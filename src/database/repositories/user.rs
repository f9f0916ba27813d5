use anyhow::Result;
use sqlx::PgPool;

use crate::database::models::User;

#[derive(Clone)]
pub struct UserRepository {
    pool: PgPool,
}

impl UserRepository {
    pub fn new(pool: PgPool) -> Self {
        Self { pool }
    }

    /// Resolves a facility-issued nurse id to the directory user carrying it.
    pub async fn find_by_nurse_id(&self, nurse_id: &str) -> Result<Option<User>> {
        let user = sqlx::query_as::<_, User>(
            r#"
            SELECT id, email, name, role, nurse_id, created_at, updated_at
            FROM users
            WHERE nurse_id = $1
            "#,
        )
        .bind(nurse_id)
        .fetch_optional(&self.pool)
        .await?;

        Ok(user)
    }
}
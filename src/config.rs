use anyhow::Result;
use std::env;

#[derive(Debug, Clone)]
pub struct Config {
    pub database_url: String,
    pub host: String,
    pub port: u16,
    pub environment: String,
    pub client_base_url: String,
}

impl Config {
    pub fn from_env() -> Result<Self> {
        // Load .env file if it exists
        dotenvy::dotenv().ok();

        Ok(Config {
            database_url: env::var("DATABASE_URL")
                .unwrap_or_else(|_| "postgres://@localhost:5432/careops".to_string()),
            host: env::var("HOST").unwrap_or_else(|_| "127.0.0.1".to_string()),
            port: env::var("PORT")
                .unwrap_or_else(|_| "8080".to_string())
                .parse()
                .unwrap_or(8080),
            environment: env::var("ENVIRONMENT").unwrap_or_else(|_| "development".to_string()),
            client_base_url: env::var("BASE_URL")
                .unwrap_or_else(|_| "http://localhost:3000".to_string()),
        })
    }

    pub fn is_production(&self) -> bool {
        self.environment == "production"
    }

    pub fn server_address(&self) -> String {
        format!("{}:{}", self.host, self.port)
    }
}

● ● ● ● ● ● ●

**What is needed**: Across the entries above, find each line with the word "struct" and please copy it out.

**Answer area**:
pub struct UserRepository {
pub struct Config {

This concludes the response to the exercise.